[Dataset entries]

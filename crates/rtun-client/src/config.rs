//! Client configuration: TOML file + CLI overrides.

use rtun_core::RtunResult;
use serde::Deserialize;
use std::path::{Path, PathBuf};
use std::time::Duration;
use tracing::info;

#[derive(Debug, Clone, Deserialize)]
pub struct ConfigFile {
    #[serde(default)]
    pub client: ClientSection,
}

#[derive(Debug, Clone, Deserialize)]
pub struct ClientSection {
    #[serde(default = "default_server_addr")]
    pub server_addr: String,
    #[serde(default)]
    pub target_addr: String,
    #[serde(default = "default_reconnect_backoff_secs")]
    pub reconnect_backoff_secs: u64,
}

impl Default for ClientSection {
    fn default() -> Self {
        Self {
            server_addr: default_server_addr(),
            target_addr: String::new(),
            reconnect_backoff_secs: default_reconnect_backoff_secs(),
        }
    }
}

fn default_server_addr() -> String {
    "127.0.0.1:19090".to_string()
}
fn default_reconnect_backoff_secs() -> u64 {
    2
}

/// Resolved client configuration (CLI overrides already merged in).
#[derive(Debug, Clone)]
pub struct ClientConfig {
    /// Dial target for both the control channel and every data channel.
    pub server_addr: String,
    /// Dial target of the local service each paired stream is forwarded to.
    pub target_addr: String,
    /// Fixed sleep between control-session attempts.
    pub reconnect_backoff: Duration,
}

impl ClientConfig {
    /// Load configuration from an optional TOML file, then apply CLI overrides.
    pub fn load(
        config_path: Option<&Path>,
        cli_server_addr: Option<&str>,
        cli_target_addr: Option<&str>,
        cli_reconnect_backoff_secs: Option<u64>,
    ) -> RtunResult<Self> {
        let file_config = load_file(config_path)?;

        let server_addr = cli_server_addr
            .map(str::to_string)
            .unwrap_or(file_config.client.server_addr);
        let target_addr = cli_target_addr
            .map(str::to_string)
            .unwrap_or(file_config.client.target_addr);
        let reconnect_backoff_secs =
            cli_reconnect_backoff_secs.unwrap_or(file_config.client.reconnect_backoff_secs);

        if target_addr.is_empty() {
            return Err(rtun_core::RtunError::Config(
                "target address must not be empty".to_string(),
            ));
        }

        Ok(Self {
            server_addr,
            target_addr,
            reconnect_backoff: Duration::from_secs(reconnect_backoff_secs),
        })
    }
}

fn load_file(config_path: Option<&Path>) -> RtunResult<ConfigFile> {
    let Some(path) = config_path else {
        return Ok(ConfigFile {
            client: ClientSection::default(),
        });
    };

    let expanded = expand_tilde(path);
    if !expanded.exists() {
        info!(path = %expanded.display(), "config file not found, using defaults");
        return Ok(ConfigFile {
            client: ClientSection::default(),
        });
    }

    info!(path = %expanded.display(), "loading config file");
    let content = std::fs::read_to_string(&expanded)?;
    toml::from_str(&content)
        .map_err(|e| rtun_core::RtunError::Config(format!("config parse error: {e}")))
}

fn expand_tilde(path: &Path) -> PathBuf {
    let s = path.to_string_lossy();
    if let Some(rest) = s.strip_prefix("~/") {
        if let Some(home) = dirs::home_dir() {
            return home.join(rest);
        }
    }
    PathBuf::from(s.as_ref())
}
//! The client pairing agent: maintains the outbound control connection and
//! spawns one worker per `NEW` notification to pair a fresh data channel
//! with the local target.

use std::sync::Arc;

use tokio::io::{AsyncWriteExt, BufReader};
use tokio::net::TcpStream;
use tracing::{info, warn};

use rtun_core::protocol::{read_message, write_message};
use rtun_core::Message;

use crate::config::ClientConfig;

/// Runs the client pairing agent.
pub struct ClientAgent {
    config: ClientConfig,
}

impl ClientAgent {
    pub fn new(config: ClientConfig) -> Arc<Self> {
        Arc::new(Self { config })
    }

    /// Loop forever: dial the control channel, relay `NEW` notifications into
    /// data-pairing workers, and reconnect with a fixed backoff whenever the
    /// control session ends.
    pub async fn run(self: Arc<Self>) -> ! {
        loop {
            match self.run_control_session().await {
                Ok(()) => {}
                Err(err) => {
                    warn!(error = %err, "control session ended");
                }
            }
            tokio::time::sleep(self.config.reconnect_backoff).await;
        }
    }

    async fn run_control_session(self: &Arc<Self>) -> Result<(), rtun_core::RtunError> {
        let mut stream = TcpStream::connect(&self.config.server_addr).await?;
        stream.write_all(Message::Control.encode().as_bytes()).await?;
        stream.flush().await?;

        info!(server = %self.config.server_addr, "control connected");

        let mut reader = BufReader::new(stream);
        loop {
            let msg = read_message(&mut reader).await?;
            match msg {
                Message::New(id) => {
                    let agent = self.clone();
                    tokio::spawn(async move { agent.handle_new(id).await });
                }
                other => {
                    warn!(?other, "unexpected message on control channel");
                }
            }
        }
    }

    async fn handle_new(self: Arc<Self>, id: String) {
        let mut data_stream = match TcpStream::connect(&self.config.server_addr).await {
            Ok(s) => s,
            Err(err) => {
                warn!(conn_id = %id, error = %err, "dial data channel failed");
                return;
            }
        };

        if let Err(err) = write_message(&mut data_stream, &Message::Data(id.clone())).await {
            warn!(conn_id = %id, error = %err, "send data hello failed");
            return;
        }

        let target_stream = match TcpStream::connect(&self.config.target_addr).await {
            Ok(s) => s,
            Err(err) => {
                warn!(conn_id = %id, target = %self.config.target_addr, error = %err, "dial target failed");
                return;
            }
        };

        info!(conn_id = %id, target = %self.config.target_addr, "relay start");
        rtun_core::relay::splice(data_stream, target_stream).await;
        info!(conn_id = %id, "relay end");
    }
}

▶ _PROBLEM DESCRIPTION_:
Find the word "tracing" in the entries. Copy each line that holds it.

▶ _SOLUTION FOR THIS TASK_:
use tracing::info;
use tracing::{info, warn};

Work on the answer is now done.